Selmi, M.L. (2008). The Work-Family Conflict: An Essay on Employers, Men and Responsibility. University of St. Thomas Law Journal, 1(1), 1-24.
SSRN suggested citation: Selmi, Michael L., “The Work-Family Conflict: An Essay on Employers, Men and Responsibility” . University of St. Thomas Law Journal, 2008 Available at SSRN: http://ssrn.com/abstract=1091464
Everyone knows it: women do fantastically well in academia and then suddenly disappear once they get close to having a seat at the power table. Why aren’t men at home more supportive?
“Family considerations are a major, but not the only, deterrent to pursing an academic career,” said Orna Cohen-Fix, Ph.D., a corresponding author of the report and senior investigator at the National Institute of Diabetes and Digestive and Kidney Diseases. “An increase in the number of women postdocs who decide to pursue an advanced research position will translate, in time, to a greater representation of women in tenured faculty positions. Our findings suggest that the loss of talented women from the research track can be reduced by mentoring and a change in the scientific culture to accommodate the needs of both women and men who wish to combine family and scientific careers.”
Because women are more affected by family responsibilities, help during the transition from postdoc to tenured faculty — such as affordable, high-quality child care or the possibility to work more flexible hours — may encourage more women to stay in academic research, the study found. The task force report includes several recommendations that may help increase the retention of women in the biological and medical sciences, and the NIH intends to continue keeping a close watch on career development of junior scientists in general and women in particular.

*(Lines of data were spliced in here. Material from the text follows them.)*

//! Rendering metadata bundled with the contract.

use std::collections::BTreeMap;

use packetscope_core::Layer;
use packetscope_core::function::{
    ETHERNET_HEADER_SIZE, ICMP_HEADER_SIZE, IPV4_HEADER_SIZE, IPV6_HEADER_SIZE, TCP_HEADER_SIZE,
    UDP_HEADER_SIZE,
};
use serde::{Deserialize, Serialize};

use crate::options::ExportOptions;

/// How the frontend renders one stack layer.
#[derive(Debug, Clone, PartialEq, Eq, Serialize, Deserialize)]
#[serde(rename_all = "camelCase")]
pub struct LayerInfo {
    pub id: String,
    pub name: String,
    pub css_class: String,
    pub order: usize,
}

impl LayerInfo {
    pub fn of(layer: Layer) -> Self {
        Self {
            id: layer.short_id().to_string(),
            name: layer.label().to_string(),
            css_class: layer.css_class().to_string(),
            order: layer.order(),
        }
    }
}

/// All layers in rendering order.
pub fn layer_infos() -> Vec<LayerInfo> {
    Layer::ALL.into_iter().map(LayerInfo::of).collect()
}

/// Protocol name to header size, ordered so the JSON is byte-stable.
pub fn header_size_table() -> BTreeMap<&'static str, usize> {
    BTreeMap::from([
        ("ethernet", ETHERNET_HEADER_SIZE),
        ("ip", IPV4_HEADER_SIZE),
        ("ipv6", IPV6_HEADER_SIZE),
        ("tcp", TCP_HEADER_SIZE),
        ("udp", UDP_HEADER_SIZE),
        ("icmp", ICMP_HEADER_SIZE),
    ])
}

/// The `metadata` section of the contract.
#[derive(Debug, Clone, PartialEq, Serialize, Deserialize)]
#[serde(rename_all = "camelCase")]
pub struct ContractMetadata {
    pub layers: Vec<LayerInfo>,
    pub header_sizes: BTreeMap<String, usize>,
    pub buffer_size: usize,
    pub payload_size: usize,
}

impl ContractMetadata {
    pub fn new(options: &ExportOptions) -> Self {
        Self {
            layers: layer_infos(),
            header_sizes: header_size_table()
                .into_iter()
                .map(|(name, size)| (name.to_string(), size))
                .collect(),
            buffer_size: options.buffer_size,
            payload_size: options.payload_size,
        }
    }
}
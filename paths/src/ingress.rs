//! TCP/IPv4 ingress - from NAPI polling up to the socket layer.

use packetscope_core::function::{
    ETHERNET_HEADER_SIZE, IPV4_HEADER_SIZE, TCP_HEADER_SIZE,
};
use packetscope_core::{
    BpfHook, CallEdge, ConntrackEntry, ConntrackState, Direction, FrameHeader, FunctionNode,
    Layer, Mutation, NetfilterHook, PacketPath,
};

/// The complete TCP over IPv4 ingress path, Linux 5.10.8: packet reception
/// from the NIC driver up through NAPI and the stack to the socket layer.
///
/// The arrival frame carries the full Ethernet/IP/TCP framing; the walk
/// strips it header by header.
pub fn tcp_ipv4_ingress() -> PacketPath {
    let established = ConntrackEntry::new(ConntrackState::Established);

    let mut path = PacketPath::new(
        "tcp_ipv4_ingress",
        "TCP/IPv4 Ingress Path",
        "The path of a TCP packet from the network interface through the kernel to user space (Linux 5.10.8)",
        Direction::Ingress,
        "TCP",
    );
    path.entry_point = "napi_poll".to_string();
    path.exit_points = vec!["sk_data_ready".to_string()];
    path.arrival_frame = vec![
        FrameHeader::new("ethernet", ETHERNET_HEADER_SIZE),
        FrameHeader::new("ip", IPV4_HEADER_SIZE),
        FrameHeader::new("tcp", TCP_HEADER_SIZE),
    ];

    path.functions = vec![
        // Driver layer - NAPI
        FunctionNode::new(
            "napi_poll",
            "napi_poll",
            Layer::Driver,
            "net/core/dev.c",
            "NAPI polling entry point. Called by softirq to process received packets from the driver's ring buffer.",
        )
        .at_line(6740)
        .entry_point(),
        FunctionNode::new(
            "napi_gro_receive",
            "napi_gro_receive",
            Layer::Driver,
            "net/core/dev.c",
            "Generic Receive Offload handler. XDP programs run here before sk_buff allocation.",
        )
        .at_line(6081)
        .with_bpf(BpfHook::xdp()),
        FunctionNode::new(
            "napi_skb_finish",
            "napi_skb_finish",
            Layer::Driver,
            "net/core/dev.c",
            "Finishes GRO processing and passes the sk_buff up the stack.",
        )
        .at_line(6052),
        // Data link layer
        FunctionNode::new(
            "netif_receive_skb",
            "netif_receive_skb",
            Layer::DataLink,
            "net/core/dev.c",
            "Main entry point for receiving packets from the driver. Timestamps and prepares the packet.",
        )
        .at_line(5583),
        FunctionNode::new(
            "netif_receive_skb_internal",
            "netif_receive_skb_internal",
            Layer::DataLink,
            "net/core/dev.c",
            "Internal receive handler. Handles RPS (Receive Packet Steering) if enabled.",
        )
        .at_line(5508),
        FunctionNode::new(
            "__netif_receive_skb",
            "__netif_receive_skb",
            Layer::DataLink,
            "net/core/dev.c",
            "Core receive function. TC ingress BPF programs and generic XDP run here.",
        )
        .at_line(5405)
        .with_bpf(BpfHook::tc_ingress()),
        FunctionNode::new(
            "__netif_receive_skb_one_core",
            "__netif_receive_skb_one_core",
            Layer::DataLink,
            "net/core/dev.c",
            "Single-core receive path. Processes packet on current CPU.",
        )
        .at_line(5303),
        FunctionNode::new(
            "__netif_receive_skb_core",
            "__netif_receive_skb_core",
            Layer::DataLink,
            "net/core/dev.c",
            "Core packet classification. Strips Ethernet header and determines protocol handler.",
        )
        .at_line(5099)
        .with_mutation(Mutation::pull("ethernet", ETHERNET_HEADER_SIZE)),
        FunctionNode::new(
            "deliver_skb",
            "deliver_skb",
            Layer::DataLink,
            "net/core/dev.c",
            "Delivers packet to the registered protocol handler (e.g., ip_rcv for IPv4).",
        )
        .at_line(2248),
        // Network layer - IP
        FunctionNode::new(
            "ip_rcv",
            "ip_rcv",
            Layer::Network,
            "net/ipv4/ip_input.c",
            "IPv4 receive entry point. Validates IP header checksum and invokes PREROUTING netfilter hook.",
        )
        .at_line(530)
        .with_netfilter(NetfilterHook::prerouting())
        .with_conntrack(established.clone()),
        FunctionNode::new(
            "ip_rcv_finish",
            "ip_rcv_finish",
            Layer::Network,
            "net/ipv4/ip_input.c",
            "Finishes IP header processing. Performs routing lookup and strips IP header.",
        )
        .at_line(414)
        .with_mutation(Mutation::pull("ip", IPV4_HEADER_SIZE)),
        FunctionNode::new(
            "ip_local_deliver",
            "ip_local_deliver",
            Layer::Network,
            "net/ipv4/ip_input.c",
            "Handles locally destined packets. Reassembles IP fragments if needed.",
        )
        .at_line(240),
        FunctionNode::new(
            "ip_local_deliver_finish",
            "ip_local_deliver_finish",
            Layer::Network,
            "net/ipv4/ip_input.c",
            "Invokes INPUT netfilter hook before passing to transport layer.",
        )
        .at_line(226)
        .with_netfilter(NetfilterHook::input())
        .with_conntrack(established.clone()),
        FunctionNode::new(
            "ip_protocol_deliver_rcu",
            "ip_protocol_deliver_rcu",
            Layer::Network,
            "net/ipv4/ip_input.c",
            "Dispatches packet to the transport protocol handler based on IP protocol field.",
        )
        .at_line(187),
        // Transport layer - TCP
        FunctionNode::new(
            "tcp_v4_rcv",
            "tcp_v4_rcv",
            Layer::Transport,
            "net/ipv4/tcp_ipv4.c",
            "TCP receive entry point. Validates TCP checksum and looks up socket.",
        )
        .at_line(1915)
        .with_conntrack(established.clone()),
        FunctionNode::new(
            "tcp_v4_do_rcv",
            "tcp_v4_do_rcv",
            Layer::Transport,
            "net/ipv4/tcp_ipv4.c",
            "Main TCP receive handler. Processes TCP header and updates connection state.",
        )
        .at_line(1655)
        .with_mutation(Mutation::pull("tcp", TCP_HEADER_SIZE))
        .with_conntrack(established.clone()),
        FunctionNode::new(
            "tcp_rcv_established",
            "tcp_rcv_established",
            Layer::Transport,
            "net/ipv4/tcp_input.c",
            "Fast path for established connections. Handles ACKs, window updates, and data.",
        )
        .at_line(5704)
        .with_conntrack(established.clone()),
        FunctionNode::new(
            "tcp_data_queue",
            "tcp_data_queue",
            Layer::Transport,
            "net/ipv4/tcp_input.c",
            "Queues received data. Handles out-of-order segments and SACK.",
        )
        .at_line(4919)
        .with_conntrack(established.clone()),
        FunctionNode::new(
            "tcp_queue_rcv",
            "tcp_queue_rcv",
            Layer::Transport,
            "net/ipv4/tcp_input.c",
            "Adds data to socket receive queue. Updates TCP receive window.",
        )
        .at_line(4837)
        .with_conntrack(established),
        // Socket layer
        FunctionNode::new(
            "sk_data_ready",
            "sk_data_ready",
            Layer::Socket,
            "net/core/sock.c",
            "Wakes up any process waiting to read from the socket. Data is now available for recv().",
        )
        .at_line(2990)
        .exit_point(),
    ];

    path.edges = vec![
        CallEdge::new("napi_poll", "napi_gro_receive", 1),
        CallEdge::new("napi_gro_receive", "napi_skb_finish", 1),
        CallEdge::new("napi_skb_finish", "netif_receive_skb", 1),
        CallEdge::new("netif_receive_skb", "netif_receive_skb_internal", 1),
        CallEdge::new("netif_receive_skb_internal", "__netif_receive_skb", 1),
        CallEdge::new("__netif_receive_skb", "__netif_receive_skb_one_core", 1),
        CallEdge::new("__netif_receive_skb_one_core", "__netif_receive_skb_core", 1),
        CallEdge::new("__netif_receive_skb_core", "deliver_skb", 1),
        CallEdge::new("deliver_skb", "ip_rcv", 1).when("Protocol is IPv4"),
        CallEdge::new("ip_rcv", "ip_rcv_finish", 1),
        CallEdge::new("ip_rcv_finish", "ip_local_deliver", 1).when("Destination is local"),
        CallEdge::new("ip_local_deliver", "ip_local_deliver_finish", 1),
        CallEdge::new("ip_local_deliver_finish", "ip_protocol_deliver_rcu", 1),
        CallEdge::new("ip_protocol_deliver_rcu", "tcp_v4_rcv", 1).when("Protocol is TCP"),
        CallEdge::new("tcp_v4_rcv", "tcp_v4_do_rcv", 1).when("Socket found"),
        CallEdge::new("tcp_v4_do_rcv", "tcp_rcv_established", 1).when("Connection established"),
        CallEdge::new("tcp_rcv_established", "tcp_data_queue", 1).when("Has data"),
        CallEdge::new("tcp_data_queue", "tcp_queue_rcv", 1),
        CallEdge::new("tcp_queue_rcv", "sk_data_ready", 1),
    ];

    path
}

Professor Selmi of George Washington University Law school has another solution: tell men to step up to the plate and take some of the burden off of employers. This is a paradigm shift: most people view men helping with domestic duties as helping the women. Not so, says Professor Selmi. This helps employers who are trying to figure out ways to provide family-friendly workplaces. Professor Selmi points out that everyone gives men a free-pass on this. The point is that achieving gender equity in the workplace is to date based on a faulty premise: that men do not have to bear equal responsibility for domestic duties. If that premise were: men have equal responsibility for domestic duties, then employers could more easily adjust.
I suppose the problem is individual behavior. There are all sorts of data supporting this suggestion (see here and here, for example). If the federal government and all the economist in the universe can’t get a man to pitch in equally around the house, then I suppose this is a dysfunction of epidemic proportions that is highly underreported.